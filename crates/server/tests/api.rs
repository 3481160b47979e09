//! Integration tests for the HTTP surface: routing, authentication, and
//! request validation. Nothing here talks to a real upstream — every
//! request is rejected before the gateway would reach out.

use std::sync::Arc;

use axum::body::Body;
use axum::http::{header, Request, StatusCode};
use http_body_util::BodyExt;
use tower::ServiceExt;

use server::{build_router, GatewayConfig, ServerState};

fn test_state() -> Arc<ServerState> {
    let mut config = GatewayConfig::default();
    config.http.api_keys.insert("test-api-key".to_string());
    config.http.rate_limit_per_minute = 1000; // High limit for tests

    Arc::new(ServerState::new(config, None).expect("Failed to create test state"))
}

async fn body_json(response: axum::response::Response) -> serde_json::Value {
    let bytes = response.into_body().collect().await.unwrap().to_bytes();
    serde_json::from_slice(&bytes).unwrap()
}

#[tokio::test]
async fn health_check_is_public() {
    let app = build_router(test_state());
    let response = app
        .oneshot(Request::get("/health").body(Body::empty()).unwrap())
        .await
        .unwrap();

    assert_eq!(response.status(), StatusCode::OK);
    let json = body_json(response).await;
    assert_eq!(json["status"], "healthy");
    assert_eq!(json["service"], "aigate-server");
}

#[tokio::test]
async fn readiness_reports_components() {
    let app = build_router(test_state());
    let response = app
        .oneshot(Request::get("/ready").body(Body::empty()).unwrap())
        .await
        .unwrap();

    assert_eq!(response.status(), StatusCode::OK);
    let json = body_json(response).await;
    assert_eq!(json["components"]["embeddings"], "ready");
    // No search endpoint configured in the default config.
    assert_eq!(json["components"]["search_relay"], "unconfigured");
}

#[tokio::test]
async fn api_info_lists_endpoints() {
    let app = build_router(test_state());
    let response = app
        .oneshot(Request::get("/").body(Body::empty()).unwrap())
        .await
        .unwrap();

    assert_eq!(response.status(), StatusCode::OK);
    let json = body_json(response).await;
    let endpoints = json["endpoints"].as_array().unwrap();
    assert!(endpoints.iter().any(|e| e == "/api/v1/generate/stream"));
    assert!(endpoints.iter().any(|e| e == "/api/v1/embed"));
}

#[tokio::test]
async fn unknown_route_is_structured_404() {
    let app = build_router(test_state());
    let response = app
        .oneshot(Request::get("/api/v1/nope").body(Body::empty()).unwrap())
        .await
        .unwrap();

    assert_eq!(response.status(), StatusCode::NOT_FOUND);
    let json = body_json(response).await;
    assert_eq!(json["error"]["code"], "NOT_FOUND");
}

#[tokio::test]
async fn protected_route_requires_api_key() {
    let app = build_router(test_state());
    let response = app
        .oneshot(
            Request::post("/api/v1/embed")
                .header(header::CONTENT_TYPE, "application/json")
                .body(Body::from(r#"{"texts":["hello"]}"#))
                .unwrap(),
        )
        .await
        .unwrap();

    assert_eq!(response.status(), StatusCode::UNAUTHORIZED);
    let json = body_json(response).await;
    assert_eq!(json["error"]["code"], "AUTH_FAILED");
}

#[tokio::test]
async fn invalid_api_key_is_rejected() {
    let app = build_router(test_state());
    let response = app
        .oneshot(
            Request::post("/api/v1/embed")
                .header("x-api-key", "wrong-key")
                .header(header::CONTENT_TYPE, "application/json")
                .body(Body::from(r#"{"texts":["hello"]}"#))
                .unwrap(),
        )
        .await
        .unwrap();

    assert_eq!(response.status(), StatusCode::UNAUTHORIZED);
}

#[tokio::test]
async fn embed_rejects_empty_batch() {
    let app = build_router(test_state());
    let response = app
        .oneshot(
            Request::post("/api/v1/embed")
                .header("x-api-key", "test-api-key")
                .header(header::CONTENT_TYPE, "application/json")
                .body(Body::from(r#"{"texts":[]}"#))
                .unwrap(),
        )
        .await
        .unwrap();

    assert_eq!(response.status(), StatusCode::BAD_REQUEST);
    let json = body_json(response).await;
    assert_eq!(json["error"]["code"], "BAD_REQUEST");
}

#[tokio::test]
async fn embed_rejects_blank_entries() {
    let app = build_router(test_state());
    let response = app
        .oneshot(
            Request::post("/api/v1/embed")
                .header("x-api-key", "test-api-key")
                .header(header::CONTENT_TYPE, "application/json")
                .body(Body::from(r#"{"texts":["ok", "   "]}"#))
                .unwrap(),
        )
        .await
        .unwrap();

    assert_eq!(response.status(), StatusCode::BAD_REQUEST);
}

#[tokio::test]
async fn generate_stream_rejects_empty_messages() {
    let app = build_router(test_state());
    let response = app
        .oneshot(
            Request::post("/api/v1/generate/stream")
                .header("x-api-key", "test-api-key")
                .header(header::CONTENT_TYPE, "application/json")
                .body(Body::from(r#"{"messages":[]}"#))
                .unwrap(),
        )
        .await
        .unwrap();

    assert_eq!(response.status(), StatusCode::BAD_REQUEST);
}

#[tokio::test]
async fn search_stream_rejects_blank_query() {
    let app = build_router(test_state());
    let response = app
        .oneshot(
            Request::post("/api/v1/search/stream")
                .header("x-api-key", "test-api-key")
                .header(header::CONTENT_TYPE, "application/json")
                .body(Body::from(r#"{"query":"  "}"#))
                .unwrap(),
        )
        .await
        .unwrap();

    assert_eq!(response.status(), StatusCode::BAD_REQUEST);
}

#[tokio::test]
async fn metrics_route_answers_without_recorder() {
    let app = build_router(test_state());
    let response = app
        .oneshot(Request::get("/metrics").body(Body::empty()).unwrap())
        .await
        .unwrap();

    assert_eq!(response.status(), StatusCode::OK);
}

#[tokio::test]
async fn state_validates_keys_and_rate_limits() {
    let state = test_state();

    assert!(state.is_valid_api_key("test-api-key"));
    assert!(!state.is_valid_api_key("invalid-key"));
    assert!(state.check_rate_limit("test-api-key"));
}

#[tokio::test]
async fn rate_limit_exhausts() {
    let mut config = GatewayConfig::default();
    config.http.api_keys.insert("limited".to_string());
    config.http.rate_limit_per_minute = 2;
    let state = Arc::new(ServerState::new(config, None).unwrap());

    assert!(state.check_rate_limit("limited"));
    assert!(state.check_rate_limit("limited"));
    assert!(!state.check_rate_limit("limited"));
}
//! Batch processor tests against scripted backends: the alignment law, the
//! degradation ladder, cache behavior, and cost accounting.

use std::sync::atomic::{AtomicUsize, Ordering};
use std::sync::{Arc, Mutex};

use async_trait::async_trait;

use aigate::estimate::TokenEstimator;
use aigate::fallback::TierError;
use embedding::backend::{BackendBatch, EmbeddingBackend};
use embedding::cache::EmbeddingCache;
use embedding::config::EmbeddingConfig;
use embedding::types::UsageWire;
use embedding::{BatchProcessor, EmbeddingError};

/// Deterministic vector for a text, so tests can assert content by value.
fn vector_for(text: &str, tag: f32) -> Vec<f32> {
    vec![text.len() as f32, tag]
}

#[derive(Default)]
struct Script {
    /// Batches (by exact text content) the bulk endpoint should fail.
    fail_batches: Vec<Vec<String>>,
    /// Fail every bulk call.
    fail_all_batches: bool,
    /// Texts the single-item endpoint should fail.
    fail_singles: Vec<String>,
    /// Reject (non-degradable) every bulk call.
    reject_batches: bool,
    /// Usage attached to successful bulk responses.
    usage: Option<UsageWire>,
}

struct MockBackend {
    name: &'static str,
    tag: f32,
    script: Script,
    batch_calls: AtomicUsize,
    single_calls: Mutex<Vec<String>>,
}

impl MockBackend {
    fn new(name: &'static str, tag: f32, script: Script) -> Arc<Self> {
        Arc::new(Self {
            name,
            tag,
            script,
            batch_calls: AtomicUsize::new(0),
            single_calls: Mutex::new(Vec::new()),
        })
    }

    fn batch_calls(&self) -> usize {
        self.batch_calls.load(Ordering::SeqCst)
    }
}

#[async_trait]
impl EmbeddingBackend for MockBackend {
    fn name(&self) -> &str {
        self.name
    }

    async fn embed_batch(&self, _model: &str, texts: &[String]) -> Result<BackendBatch, TierError> {
        self.batch_calls.fetch_add(1, Ordering::SeqCst);
        if self.script.reject_batches {
            return Err(TierError::rejected(format!("{}: HTTP 401", self.name)));
        }
        if self.script.fail_all_batches
            || self.script.fail_batches.iter().any(|b| b == texts)
        {
            return Err(TierError::transient(format!("{}: HTTP 503", self.name)));
        }
        Ok(BackendBatch {
            vectors: texts.iter().map(|t| vector_for(t, self.tag)).collect(),
            usage: self.script.usage,
            cache_stats: None,
        })
    }

    async fn embed_single(&self, _model: &str, text: &str) -> Result<Vec<f32>, TierError> {
        self.single_calls.lock().unwrap().push(text.to_owned());
        if self.script.fail_singles.iter().any(|t| t == text) {
            return Err(TierError::transient(format!("{}: HTTP 503", self.name)));
        }
        Ok(vector_for(text, self.tag))
    }
}

fn test_config() -> EmbeddingConfig {
    EmbeddingConfig {
        batch_size: 2,
        embedding_dim: 4,
        inter_batch_delay_ms: 0,
        inter_item_delay_ms: 0,
        cache_enabled: false,
        ..Default::default()
    }
}

fn processor(
    primary: Arc<MockBackend>,
    secondary: Arc<MockBackend>,
    cfg: EmbeddingConfig,
) -> BatchProcessor {
    let cache = cfg
        .cache_enabled
        .then(|| EmbeddingCache::new(cfg.cache_max_size, cfg.cache_ttl()));
    BatchProcessor::new(
        primary,
        secondary,
        cache,
        TokenEstimator::approximate(),
        cfg,
    )
}

fn texts(items: &[&str]) -> Vec<String> {
    items.iter().map(|s| s.to_string()).collect()
}

#[tokio::test]
async fn happy_path_is_aligned_and_primary_only() {
    let primary = MockBackend::new("primary", 1.0, Script::default());
    let secondary = MockBackend::new("secondary", 2.0, Script::default());
    let proc = processor(primary.clone(), secondary.clone(), test_config());

    let input = texts(&["a", "bb", "ccc"]);
    let result = proc.process(&input).await.unwrap();

    assert_eq!(result.vectors.len(), input.len());
    for (text, vector) in input.iter().zip(&result.vectors) {
        assert_eq!(vector, &vector_for(text, 1.0));
    }
    assert_eq!(result.substituted, 0);
    assert_eq!(secondary.batch_calls(), 0);
}

#[tokio::test]
async fn scenario_a_per_item_retry_keeps_alignment() {
    // texts=["a","b","c"], batchSize=2; both bulk tiers fail for ["c"];
    // secondary per-item retry for "c" succeeds.
    let primary = MockBackend::new(
        "primary",
        1.0,
        Script {
            fail_batches: vec![texts(&["c"])],
            ..Default::default()
        },
    );
    let secondary = MockBackend::new(
        "secondary",
        2.0,
        Script {
            fail_batches: vec![texts(&["c"])],
            ..Default::default()
        },
    );
    let proc = processor(primary.clone(), secondary.clone(), test_config());

    let input = texts(&["a", "b", "c"]);
    let result = proc.process(&input).await.unwrap();

    assert_eq!(result.vectors.len(), 3);
    assert_eq!(result.vectors[0], vector_for("a", 1.0));
    assert_eq!(result.vectors[1], vector_for("b", 1.0));
    assert_eq!(result.vectors[2], vector_for("c", 2.0));
    assert_eq!(result.substituted, 0);
    assert_eq!(*secondary.single_calls.lock().unwrap(), vec!["c".to_string()]);
}

#[tokio::test]
async fn fallback_uses_secondary_bulk_result() {
    let primary = MockBackend::new(
        "primary",
        1.0,
        Script {
            fail_all_batches: true,
            ..Default::default()
        },
    );
    let secondary = MockBackend::new("secondary", 2.0, Script::default());
    let proc = processor(primary.clone(), secondary.clone(), test_config());

    let input = texts(&["x", "y"]);
    let result = proc.process(&input).await.unwrap();

    assert_eq!(result.vectors[0], vector_for("x", 2.0));
    assert_eq!(result.vectors[1], vector_for("y", 2.0));
    assert_eq!(result.substituted, 0);
    assert_eq!(primary.batch_calls(), 1);
    assert_eq!(secondary.batch_calls(), 1);
}

#[tokio::test]
async fn alignment_law_under_total_failure() {
    // Everything fails: every position must still come back, zero-filled.
    let primary = MockBackend::new(
        "primary",
        1.0,
        Script {
            fail_all_batches: true,
            ..Default::default()
        },
    );
    let secondary = MockBackend::new(
        "secondary",
        2.0,
        Script {
            fail_all_batches: true,
            fail_singles: texts(&["a", "b", "c", "d", "e"]),
            ..Default::default()
        },
    );
    let cfg = test_config();
    let dim = cfg.embedding_dim;
    let proc = processor(primary, secondary, cfg);

    let input = texts(&["a", "b", "c", "d", "e"]);
    let result = proc.process(&input).await.unwrap();

    assert_eq!(result.vectors.len(), input.len());
    assert_eq!(result.substituted, input.len());
    for vector in &result.vectors {
        assert_eq!(vector, &vec![0.0; dim]);
    }
}

#[tokio::test]
async fn partial_item_failure_substitutes_only_that_position() {
    let primary = MockBackend::new(
        "primary",
        1.0,
        Script {
            fail_all_batches: true,
            ..Default::default()
        },
    );
    let secondary = MockBackend::new(
        "secondary",
        2.0,
        Script {
            fail_all_batches: true,
            fail_singles: texts(&["b"]),
            ..Default::default()
        },
    );
    let cfg = test_config();
    let dim = cfg.embedding_dim;
    let proc = processor(primary, secondary, cfg);

    let input = texts(&["a", "b"]);
    let result = proc.process(&input).await.unwrap();

    assert_eq!(result.vectors.len(), 2);
    assert_eq!(result.vectors[0], vector_for("a", 2.0));
    assert_eq!(result.vectors[1], vec![0.0; dim]);
    assert_eq!(result.substituted, 1);
}

#[tokio::test]
async fn rejection_fails_fast_without_zero_fill() {
    let primary = MockBackend::new(
        "primary",
        1.0,
        Script {
            reject_batches: true,
            ..Default::default()
        },
    );
    let secondary = MockBackend::new("secondary", 2.0, Script::default());
    let proc = processor(primary, secondary.clone(), test_config());

    let err = proc.process(&texts(&["a"])).await.unwrap_err();
    assert!(err.is_rejection());
    // The rejection never reached the secondary tier.
    assert_eq!(secondary.batch_calls(), 0);
}

#[tokio::test]
async fn cache_serves_second_call_entirely() {
    let primary = MockBackend::new("primary", 1.0, Script::default());
    let secondary = MockBackend::new("secondary", 2.0, Script::default());
    let cfg = EmbeddingConfig {
        cache_enabled: true,
        ..test_config()
    };
    let proc = processor(primary.clone(), secondary, cfg);

    let input = texts(&["a", "b", "c"]);
    let first = proc.process(&input).await.unwrap();
    let stats = first.cache_stats.unwrap();
    assert_eq!(stats.hits, 0);
    assert_eq!(stats.misses, 3);
    let calls_after_first = primary.batch_calls();

    let second = proc.process(&input).await.unwrap();
    let stats = second.cache_stats.unwrap();
    assert_eq!(stats.hits, 3);
    assert_eq!(stats.misses, 0);
    assert!((stats.hit_rate - 1.0).abs() < 1e-9);
    assert_eq!(primary.batch_calls(), calls_after_first);
    assert_eq!(first.vectors, second.vectors);
}

#[tokio::test]
async fn missing_cost_contributes_zero() {
    let primary = MockBackend::new(
        "primary",
        1.0,
        Script {
            usage: Some(UsageWire {
                total_tokens: 40,
                cost: None,
            }),
            ..Default::default()
        },
    );
    let secondary = MockBackend::new("secondary", 2.0, Script::default());
    let proc = processor(primary, secondary, test_config());

    let result = proc.process(&texts(&["a", "b"])).await.unwrap();
    assert_eq!(result.usage.total_tokens, 40);
    assert_eq!(result.usage.cost_usd, 0.0);
}

#[tokio::test]
async fn missing_usage_is_estimated() {
    // Script::default() attaches no usage at all.
    let primary = MockBackend::new("primary", 1.0, Script::default());
    let secondary = MockBackend::new("secondary", 2.0, Script::default());
    let proc = processor(primary, secondary, test_config());

    let result = proc.process(&texts(&["abcd", "efgh"])).await.unwrap();
    // ceil(4/4) per text with the heuristic estimator.
    assert_eq!(result.usage.total_tokens, 2);
    assert!(result.usage.cost_usd > 0.0);
}

#[tokio::test]
async fn empty_input_is_empty_output() {
    let primary = MockBackend::new("primary", 1.0, Script::default());
    let secondary = MockBackend::new("secondary", 2.0, Script::default());
    let proc = processor(primary.clone(), secondary, test_config());

    let result = proc.process(&[]).await.unwrap();
    assert!(result.vectors.is_empty());
    assert_eq!(result.usage.total_tokens, 0);
    assert_eq!(primary.batch_calls(), 0);
}

#[tokio::test]
async fn single_embed_falls_back() {
    let primary = MockBackend::new(
        "primary",
        1.0,
        Script {
            fail_singles: texts(&["q"]),
            ..Default::default()
        },
    );
    let secondary = MockBackend::new("secondary", 2.0, Script::default());
    let proc = processor(primary, secondary, test_config());

    let vector = proc.embed_single("q", None).await.unwrap();
    assert_eq!(vector, vector_for("q", 2.0));
}

#[tokio::test]
async fn single_embed_surfaces_exhaustion() {
    let primary = MockBackend::new(
        "primary",
        1.0,
        Script {
            fail_singles: texts(&["q"]),
            ..Default::default()
        },
    );
    let secondary = MockBackend::new(
        "secondary",
        2.0,
        Script {
            fail_singles: texts(&["q"]),
            ..Default::default()
        },
    );
    let proc = processor(primary, secondary, test_config());

    let err = proc.embed_single("q", None).await.unwrap_err();
    assert!(matches!(err, EmbeddingError::Upstream(_)));
    assert!(!err.is_rejection());
}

━━━━

Return, from the material above, every line with the word "axum".

> _Expected answer_:
use axum::body::Body;
use axum::http::{header, Request, StatusCode};
async fn body_json(response: axum::response::Response) -> serde_json::Value {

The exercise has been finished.